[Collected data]
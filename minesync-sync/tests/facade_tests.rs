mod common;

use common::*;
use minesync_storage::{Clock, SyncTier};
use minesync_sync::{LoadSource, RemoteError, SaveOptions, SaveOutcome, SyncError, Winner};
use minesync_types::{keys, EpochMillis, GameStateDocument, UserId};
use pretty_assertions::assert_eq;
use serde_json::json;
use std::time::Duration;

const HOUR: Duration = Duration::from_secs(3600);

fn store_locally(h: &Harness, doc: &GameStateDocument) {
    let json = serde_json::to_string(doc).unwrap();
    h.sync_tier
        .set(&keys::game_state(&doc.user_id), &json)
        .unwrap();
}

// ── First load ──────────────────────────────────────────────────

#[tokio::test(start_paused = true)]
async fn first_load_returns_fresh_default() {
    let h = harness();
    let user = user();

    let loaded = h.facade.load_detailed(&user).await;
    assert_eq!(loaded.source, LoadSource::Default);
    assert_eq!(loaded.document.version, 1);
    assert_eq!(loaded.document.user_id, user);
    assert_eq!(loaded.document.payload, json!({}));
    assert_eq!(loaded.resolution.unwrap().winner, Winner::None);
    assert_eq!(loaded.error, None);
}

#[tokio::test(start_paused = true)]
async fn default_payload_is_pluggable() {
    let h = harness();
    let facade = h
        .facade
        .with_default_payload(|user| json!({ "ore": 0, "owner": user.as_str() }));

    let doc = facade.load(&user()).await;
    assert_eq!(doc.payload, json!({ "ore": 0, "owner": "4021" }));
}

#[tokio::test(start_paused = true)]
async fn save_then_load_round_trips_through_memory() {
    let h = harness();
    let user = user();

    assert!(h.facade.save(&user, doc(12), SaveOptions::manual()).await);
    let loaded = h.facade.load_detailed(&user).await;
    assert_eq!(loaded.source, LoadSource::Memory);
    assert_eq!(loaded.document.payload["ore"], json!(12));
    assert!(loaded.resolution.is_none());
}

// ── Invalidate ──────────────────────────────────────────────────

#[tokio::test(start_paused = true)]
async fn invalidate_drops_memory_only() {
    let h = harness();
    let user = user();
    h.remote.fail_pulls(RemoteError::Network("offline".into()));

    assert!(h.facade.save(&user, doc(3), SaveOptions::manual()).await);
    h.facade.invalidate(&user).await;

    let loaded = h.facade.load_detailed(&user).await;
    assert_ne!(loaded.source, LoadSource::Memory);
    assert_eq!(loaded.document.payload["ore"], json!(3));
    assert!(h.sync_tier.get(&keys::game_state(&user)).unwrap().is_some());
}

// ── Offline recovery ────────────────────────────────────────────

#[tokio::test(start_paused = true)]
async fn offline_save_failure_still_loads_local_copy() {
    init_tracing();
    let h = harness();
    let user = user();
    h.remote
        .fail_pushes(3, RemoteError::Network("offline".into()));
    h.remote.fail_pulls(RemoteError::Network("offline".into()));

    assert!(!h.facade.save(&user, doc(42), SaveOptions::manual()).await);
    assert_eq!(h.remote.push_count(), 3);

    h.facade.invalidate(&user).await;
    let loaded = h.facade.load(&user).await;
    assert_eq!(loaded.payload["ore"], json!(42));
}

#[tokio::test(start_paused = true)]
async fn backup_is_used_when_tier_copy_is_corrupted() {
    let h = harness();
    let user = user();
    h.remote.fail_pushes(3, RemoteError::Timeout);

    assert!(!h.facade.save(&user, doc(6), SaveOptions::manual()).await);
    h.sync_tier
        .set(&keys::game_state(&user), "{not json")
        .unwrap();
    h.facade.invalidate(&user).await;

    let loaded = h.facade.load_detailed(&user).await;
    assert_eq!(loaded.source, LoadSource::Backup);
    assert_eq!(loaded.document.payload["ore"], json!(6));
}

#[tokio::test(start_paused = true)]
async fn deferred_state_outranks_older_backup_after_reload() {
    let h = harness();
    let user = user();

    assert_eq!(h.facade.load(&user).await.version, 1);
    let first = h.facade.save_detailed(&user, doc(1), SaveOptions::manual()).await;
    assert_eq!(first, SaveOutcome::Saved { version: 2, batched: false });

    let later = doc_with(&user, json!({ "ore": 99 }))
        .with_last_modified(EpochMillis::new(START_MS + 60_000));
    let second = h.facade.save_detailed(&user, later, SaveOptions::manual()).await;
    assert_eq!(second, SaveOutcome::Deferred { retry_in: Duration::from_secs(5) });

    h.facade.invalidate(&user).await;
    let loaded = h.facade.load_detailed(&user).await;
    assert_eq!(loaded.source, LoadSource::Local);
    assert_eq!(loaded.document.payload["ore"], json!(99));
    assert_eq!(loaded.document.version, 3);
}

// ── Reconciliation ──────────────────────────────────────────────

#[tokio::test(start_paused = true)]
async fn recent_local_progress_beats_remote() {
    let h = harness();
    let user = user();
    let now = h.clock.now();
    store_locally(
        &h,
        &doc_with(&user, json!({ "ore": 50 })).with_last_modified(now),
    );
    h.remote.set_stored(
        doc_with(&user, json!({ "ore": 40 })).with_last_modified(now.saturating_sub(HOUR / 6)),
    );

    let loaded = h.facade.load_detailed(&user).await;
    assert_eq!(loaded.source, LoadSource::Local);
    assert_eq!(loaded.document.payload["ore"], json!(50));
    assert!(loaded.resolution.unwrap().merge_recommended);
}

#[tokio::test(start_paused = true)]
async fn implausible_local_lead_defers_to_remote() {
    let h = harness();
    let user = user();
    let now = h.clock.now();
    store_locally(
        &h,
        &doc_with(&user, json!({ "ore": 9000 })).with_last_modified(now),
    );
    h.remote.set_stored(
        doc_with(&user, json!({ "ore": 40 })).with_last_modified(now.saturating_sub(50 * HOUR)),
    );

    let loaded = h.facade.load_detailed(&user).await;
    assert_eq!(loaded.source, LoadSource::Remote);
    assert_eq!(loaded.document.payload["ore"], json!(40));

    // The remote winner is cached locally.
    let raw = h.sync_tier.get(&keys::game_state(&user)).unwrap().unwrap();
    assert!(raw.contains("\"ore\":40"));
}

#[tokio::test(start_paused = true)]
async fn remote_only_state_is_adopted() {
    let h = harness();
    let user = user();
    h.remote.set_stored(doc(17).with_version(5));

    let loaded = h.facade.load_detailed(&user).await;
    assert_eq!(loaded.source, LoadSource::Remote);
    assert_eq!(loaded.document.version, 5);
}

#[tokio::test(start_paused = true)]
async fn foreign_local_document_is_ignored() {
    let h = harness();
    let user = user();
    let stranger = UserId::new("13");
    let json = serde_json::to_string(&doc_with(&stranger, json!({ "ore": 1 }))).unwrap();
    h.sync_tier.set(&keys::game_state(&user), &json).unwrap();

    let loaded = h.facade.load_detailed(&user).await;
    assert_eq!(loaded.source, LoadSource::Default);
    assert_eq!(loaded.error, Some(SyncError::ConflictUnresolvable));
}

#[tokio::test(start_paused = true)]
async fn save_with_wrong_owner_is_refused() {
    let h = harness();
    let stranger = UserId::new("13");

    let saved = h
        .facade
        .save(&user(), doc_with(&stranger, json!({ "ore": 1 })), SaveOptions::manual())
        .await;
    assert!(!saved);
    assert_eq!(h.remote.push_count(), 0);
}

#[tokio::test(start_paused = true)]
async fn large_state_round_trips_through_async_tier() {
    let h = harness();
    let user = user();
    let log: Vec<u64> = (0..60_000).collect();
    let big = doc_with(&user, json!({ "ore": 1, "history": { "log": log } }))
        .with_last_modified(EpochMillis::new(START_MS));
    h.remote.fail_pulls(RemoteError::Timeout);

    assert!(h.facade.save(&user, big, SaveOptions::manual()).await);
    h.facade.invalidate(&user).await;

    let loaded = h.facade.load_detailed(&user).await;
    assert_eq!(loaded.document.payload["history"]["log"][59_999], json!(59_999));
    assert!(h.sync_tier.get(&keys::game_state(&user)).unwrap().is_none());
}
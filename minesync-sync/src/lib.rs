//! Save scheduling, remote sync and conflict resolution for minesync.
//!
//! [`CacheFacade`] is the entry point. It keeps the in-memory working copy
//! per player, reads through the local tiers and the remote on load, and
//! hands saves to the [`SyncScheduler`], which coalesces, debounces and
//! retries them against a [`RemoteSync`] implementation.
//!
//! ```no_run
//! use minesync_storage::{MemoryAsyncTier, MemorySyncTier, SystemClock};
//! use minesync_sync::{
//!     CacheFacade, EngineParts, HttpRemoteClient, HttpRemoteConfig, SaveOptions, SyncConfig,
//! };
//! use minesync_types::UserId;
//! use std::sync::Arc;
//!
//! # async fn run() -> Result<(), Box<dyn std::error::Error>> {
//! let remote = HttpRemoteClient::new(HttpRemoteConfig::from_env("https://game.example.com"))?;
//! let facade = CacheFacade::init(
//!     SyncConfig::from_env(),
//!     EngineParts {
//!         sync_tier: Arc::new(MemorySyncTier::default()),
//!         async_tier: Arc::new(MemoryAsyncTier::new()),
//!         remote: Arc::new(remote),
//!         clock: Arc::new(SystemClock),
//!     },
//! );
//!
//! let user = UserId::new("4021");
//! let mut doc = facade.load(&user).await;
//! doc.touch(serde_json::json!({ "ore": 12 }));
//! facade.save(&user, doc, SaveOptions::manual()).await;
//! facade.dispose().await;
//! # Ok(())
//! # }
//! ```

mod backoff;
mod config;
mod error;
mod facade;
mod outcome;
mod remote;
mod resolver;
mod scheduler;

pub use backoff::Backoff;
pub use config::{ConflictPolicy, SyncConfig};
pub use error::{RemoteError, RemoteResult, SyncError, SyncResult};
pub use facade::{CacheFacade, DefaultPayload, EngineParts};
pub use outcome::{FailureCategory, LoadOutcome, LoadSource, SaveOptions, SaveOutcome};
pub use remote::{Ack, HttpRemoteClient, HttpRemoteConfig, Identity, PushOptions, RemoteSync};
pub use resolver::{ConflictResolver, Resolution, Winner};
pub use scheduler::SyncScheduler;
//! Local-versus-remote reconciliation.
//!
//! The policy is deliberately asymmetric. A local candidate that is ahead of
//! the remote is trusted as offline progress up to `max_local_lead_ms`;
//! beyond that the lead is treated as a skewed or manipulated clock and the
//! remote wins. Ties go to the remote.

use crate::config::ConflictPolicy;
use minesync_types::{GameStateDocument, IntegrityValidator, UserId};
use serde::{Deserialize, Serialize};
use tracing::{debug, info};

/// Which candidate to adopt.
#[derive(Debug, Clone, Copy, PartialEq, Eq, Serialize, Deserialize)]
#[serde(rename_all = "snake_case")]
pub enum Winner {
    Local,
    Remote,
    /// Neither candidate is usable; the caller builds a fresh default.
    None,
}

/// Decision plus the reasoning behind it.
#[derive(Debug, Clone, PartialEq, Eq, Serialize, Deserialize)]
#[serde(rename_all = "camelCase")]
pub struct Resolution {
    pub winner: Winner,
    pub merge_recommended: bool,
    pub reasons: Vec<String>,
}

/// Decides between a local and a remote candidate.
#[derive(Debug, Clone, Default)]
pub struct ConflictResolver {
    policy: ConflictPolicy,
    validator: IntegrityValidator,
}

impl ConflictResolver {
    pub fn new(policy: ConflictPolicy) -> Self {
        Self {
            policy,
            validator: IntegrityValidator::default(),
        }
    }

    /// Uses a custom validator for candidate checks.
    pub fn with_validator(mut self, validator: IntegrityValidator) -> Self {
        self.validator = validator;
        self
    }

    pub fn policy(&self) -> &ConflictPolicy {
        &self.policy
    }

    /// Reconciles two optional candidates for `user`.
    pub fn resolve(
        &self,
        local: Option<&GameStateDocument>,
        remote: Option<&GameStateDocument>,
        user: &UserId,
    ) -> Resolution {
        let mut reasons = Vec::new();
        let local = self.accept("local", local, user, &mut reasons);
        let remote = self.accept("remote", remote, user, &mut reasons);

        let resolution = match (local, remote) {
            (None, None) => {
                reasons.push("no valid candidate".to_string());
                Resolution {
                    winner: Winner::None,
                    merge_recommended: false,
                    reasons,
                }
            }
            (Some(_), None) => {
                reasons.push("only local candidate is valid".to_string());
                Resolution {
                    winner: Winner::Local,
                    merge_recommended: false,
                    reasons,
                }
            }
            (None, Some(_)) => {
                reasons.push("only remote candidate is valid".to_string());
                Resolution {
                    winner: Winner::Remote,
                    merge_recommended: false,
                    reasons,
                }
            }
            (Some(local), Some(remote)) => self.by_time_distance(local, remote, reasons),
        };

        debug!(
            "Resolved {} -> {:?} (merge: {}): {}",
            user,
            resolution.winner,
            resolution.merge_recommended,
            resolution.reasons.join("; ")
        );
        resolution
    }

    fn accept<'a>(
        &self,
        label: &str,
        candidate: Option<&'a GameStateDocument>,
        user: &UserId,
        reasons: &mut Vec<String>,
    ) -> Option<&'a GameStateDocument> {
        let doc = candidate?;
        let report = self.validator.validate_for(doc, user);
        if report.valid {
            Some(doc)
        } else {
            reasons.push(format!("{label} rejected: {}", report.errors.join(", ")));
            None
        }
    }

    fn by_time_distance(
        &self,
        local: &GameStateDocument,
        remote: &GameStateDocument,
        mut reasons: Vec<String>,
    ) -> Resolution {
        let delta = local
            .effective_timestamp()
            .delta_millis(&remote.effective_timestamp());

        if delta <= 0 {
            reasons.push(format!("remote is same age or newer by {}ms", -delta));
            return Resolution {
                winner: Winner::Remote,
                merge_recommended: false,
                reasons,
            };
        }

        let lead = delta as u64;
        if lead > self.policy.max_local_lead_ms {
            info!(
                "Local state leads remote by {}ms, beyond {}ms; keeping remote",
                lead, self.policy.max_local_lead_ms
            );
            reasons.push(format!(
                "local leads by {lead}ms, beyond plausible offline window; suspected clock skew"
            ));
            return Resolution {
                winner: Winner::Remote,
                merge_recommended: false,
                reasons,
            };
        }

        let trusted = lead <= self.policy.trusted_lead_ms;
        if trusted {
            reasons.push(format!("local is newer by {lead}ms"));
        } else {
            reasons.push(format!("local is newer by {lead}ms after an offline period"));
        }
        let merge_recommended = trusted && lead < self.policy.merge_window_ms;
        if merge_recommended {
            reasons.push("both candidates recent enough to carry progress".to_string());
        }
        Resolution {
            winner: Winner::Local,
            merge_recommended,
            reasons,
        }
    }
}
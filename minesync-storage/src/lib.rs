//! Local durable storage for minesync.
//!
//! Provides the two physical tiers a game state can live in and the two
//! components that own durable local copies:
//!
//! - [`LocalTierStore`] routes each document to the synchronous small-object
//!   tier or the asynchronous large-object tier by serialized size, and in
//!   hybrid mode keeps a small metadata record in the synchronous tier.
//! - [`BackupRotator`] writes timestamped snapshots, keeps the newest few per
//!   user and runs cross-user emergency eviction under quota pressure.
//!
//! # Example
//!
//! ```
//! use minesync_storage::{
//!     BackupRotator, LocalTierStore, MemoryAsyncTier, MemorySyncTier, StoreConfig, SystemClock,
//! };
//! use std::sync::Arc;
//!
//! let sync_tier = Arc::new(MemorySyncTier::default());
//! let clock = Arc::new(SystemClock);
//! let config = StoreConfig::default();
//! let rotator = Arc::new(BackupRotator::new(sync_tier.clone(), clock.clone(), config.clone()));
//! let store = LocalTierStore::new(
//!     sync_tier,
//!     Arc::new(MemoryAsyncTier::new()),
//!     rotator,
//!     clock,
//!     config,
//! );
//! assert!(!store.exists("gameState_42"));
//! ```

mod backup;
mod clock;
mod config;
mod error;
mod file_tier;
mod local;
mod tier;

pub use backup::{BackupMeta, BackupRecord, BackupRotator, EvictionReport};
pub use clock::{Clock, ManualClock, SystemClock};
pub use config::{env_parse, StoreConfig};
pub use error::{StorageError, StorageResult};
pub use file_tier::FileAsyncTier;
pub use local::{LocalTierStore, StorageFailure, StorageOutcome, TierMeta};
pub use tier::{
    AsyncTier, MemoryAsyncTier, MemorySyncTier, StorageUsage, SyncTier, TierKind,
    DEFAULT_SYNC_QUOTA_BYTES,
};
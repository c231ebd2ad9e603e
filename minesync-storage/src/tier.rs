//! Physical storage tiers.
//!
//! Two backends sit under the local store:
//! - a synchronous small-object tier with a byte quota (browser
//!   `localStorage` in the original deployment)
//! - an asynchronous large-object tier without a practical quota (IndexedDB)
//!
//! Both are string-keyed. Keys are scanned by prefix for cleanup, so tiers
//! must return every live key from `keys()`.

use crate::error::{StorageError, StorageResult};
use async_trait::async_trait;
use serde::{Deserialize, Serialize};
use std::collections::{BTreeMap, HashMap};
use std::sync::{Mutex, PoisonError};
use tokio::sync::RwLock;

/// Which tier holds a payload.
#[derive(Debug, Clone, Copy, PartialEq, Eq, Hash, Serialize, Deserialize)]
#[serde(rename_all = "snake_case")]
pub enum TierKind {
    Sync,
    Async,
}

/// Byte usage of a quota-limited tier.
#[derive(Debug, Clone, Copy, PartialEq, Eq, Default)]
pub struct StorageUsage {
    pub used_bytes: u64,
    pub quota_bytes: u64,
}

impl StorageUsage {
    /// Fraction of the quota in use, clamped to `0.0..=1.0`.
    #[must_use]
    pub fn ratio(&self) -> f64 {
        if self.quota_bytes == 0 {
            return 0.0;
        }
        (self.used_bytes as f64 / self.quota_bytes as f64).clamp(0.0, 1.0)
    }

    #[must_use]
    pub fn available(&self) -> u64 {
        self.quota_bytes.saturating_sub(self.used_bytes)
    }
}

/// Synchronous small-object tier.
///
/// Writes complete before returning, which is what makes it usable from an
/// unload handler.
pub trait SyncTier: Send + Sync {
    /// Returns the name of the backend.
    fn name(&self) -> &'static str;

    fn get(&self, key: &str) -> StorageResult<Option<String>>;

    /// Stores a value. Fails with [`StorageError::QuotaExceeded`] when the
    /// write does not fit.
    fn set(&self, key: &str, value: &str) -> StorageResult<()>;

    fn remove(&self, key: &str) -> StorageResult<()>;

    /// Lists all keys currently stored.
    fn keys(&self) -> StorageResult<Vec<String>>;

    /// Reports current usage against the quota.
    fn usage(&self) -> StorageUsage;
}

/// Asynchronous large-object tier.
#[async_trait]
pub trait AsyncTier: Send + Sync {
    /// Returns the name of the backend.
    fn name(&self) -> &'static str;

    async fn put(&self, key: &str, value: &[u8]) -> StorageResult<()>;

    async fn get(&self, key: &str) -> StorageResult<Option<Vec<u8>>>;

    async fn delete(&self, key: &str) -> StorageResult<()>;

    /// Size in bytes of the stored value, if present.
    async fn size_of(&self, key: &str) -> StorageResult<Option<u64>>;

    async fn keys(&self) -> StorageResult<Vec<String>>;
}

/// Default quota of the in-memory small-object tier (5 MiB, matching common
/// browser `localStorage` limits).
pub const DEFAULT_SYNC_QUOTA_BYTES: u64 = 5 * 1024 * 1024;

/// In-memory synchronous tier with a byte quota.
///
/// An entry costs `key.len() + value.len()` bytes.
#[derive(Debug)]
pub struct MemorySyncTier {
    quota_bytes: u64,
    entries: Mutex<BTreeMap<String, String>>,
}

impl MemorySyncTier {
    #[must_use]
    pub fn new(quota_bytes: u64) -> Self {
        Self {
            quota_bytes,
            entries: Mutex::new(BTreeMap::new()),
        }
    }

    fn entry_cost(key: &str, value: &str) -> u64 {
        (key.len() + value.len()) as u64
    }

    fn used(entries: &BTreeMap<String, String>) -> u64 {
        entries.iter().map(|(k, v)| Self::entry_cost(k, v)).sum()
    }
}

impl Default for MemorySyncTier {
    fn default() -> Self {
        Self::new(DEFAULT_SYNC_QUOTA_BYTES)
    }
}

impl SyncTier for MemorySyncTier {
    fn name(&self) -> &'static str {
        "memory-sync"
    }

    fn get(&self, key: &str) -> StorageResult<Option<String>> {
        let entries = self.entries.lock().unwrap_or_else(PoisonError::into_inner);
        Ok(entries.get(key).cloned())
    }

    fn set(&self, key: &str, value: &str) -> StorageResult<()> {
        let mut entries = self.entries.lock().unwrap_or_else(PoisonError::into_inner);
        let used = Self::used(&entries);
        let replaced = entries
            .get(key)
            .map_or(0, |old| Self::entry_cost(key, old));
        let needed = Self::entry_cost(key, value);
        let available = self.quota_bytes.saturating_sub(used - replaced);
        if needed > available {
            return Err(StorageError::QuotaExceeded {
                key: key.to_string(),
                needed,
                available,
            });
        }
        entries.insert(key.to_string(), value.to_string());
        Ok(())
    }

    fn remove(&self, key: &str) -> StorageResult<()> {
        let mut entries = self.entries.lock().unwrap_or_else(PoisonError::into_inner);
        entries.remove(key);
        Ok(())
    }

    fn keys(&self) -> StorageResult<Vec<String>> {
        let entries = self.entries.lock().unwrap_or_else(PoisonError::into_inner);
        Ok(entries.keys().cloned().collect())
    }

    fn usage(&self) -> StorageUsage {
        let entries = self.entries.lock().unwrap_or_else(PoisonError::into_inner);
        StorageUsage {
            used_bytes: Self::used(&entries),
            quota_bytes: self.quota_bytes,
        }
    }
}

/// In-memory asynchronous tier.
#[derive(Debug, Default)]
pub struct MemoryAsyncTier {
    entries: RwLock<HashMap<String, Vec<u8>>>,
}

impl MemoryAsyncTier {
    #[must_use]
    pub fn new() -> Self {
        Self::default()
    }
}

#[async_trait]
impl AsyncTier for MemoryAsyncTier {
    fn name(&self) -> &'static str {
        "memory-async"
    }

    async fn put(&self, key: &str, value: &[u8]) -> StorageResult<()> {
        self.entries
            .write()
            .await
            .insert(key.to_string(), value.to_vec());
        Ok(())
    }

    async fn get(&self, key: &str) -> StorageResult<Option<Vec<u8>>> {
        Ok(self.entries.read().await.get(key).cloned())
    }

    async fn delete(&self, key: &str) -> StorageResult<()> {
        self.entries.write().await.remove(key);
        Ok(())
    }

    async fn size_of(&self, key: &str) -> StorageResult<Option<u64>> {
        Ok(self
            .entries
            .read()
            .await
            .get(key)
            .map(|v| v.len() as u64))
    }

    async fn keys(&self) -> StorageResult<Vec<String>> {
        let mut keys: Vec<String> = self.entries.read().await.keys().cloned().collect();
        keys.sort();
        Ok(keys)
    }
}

**Problem description**
List all lines above in which the string "RemoteSync" appears.

**Response to this task**
//! retries them against a [`RemoteSync`] implementation.
pub use remote::{Ack, HttpRemoteClient, HttpRemoteConfig, Identity, PushOptions, RemoteSync};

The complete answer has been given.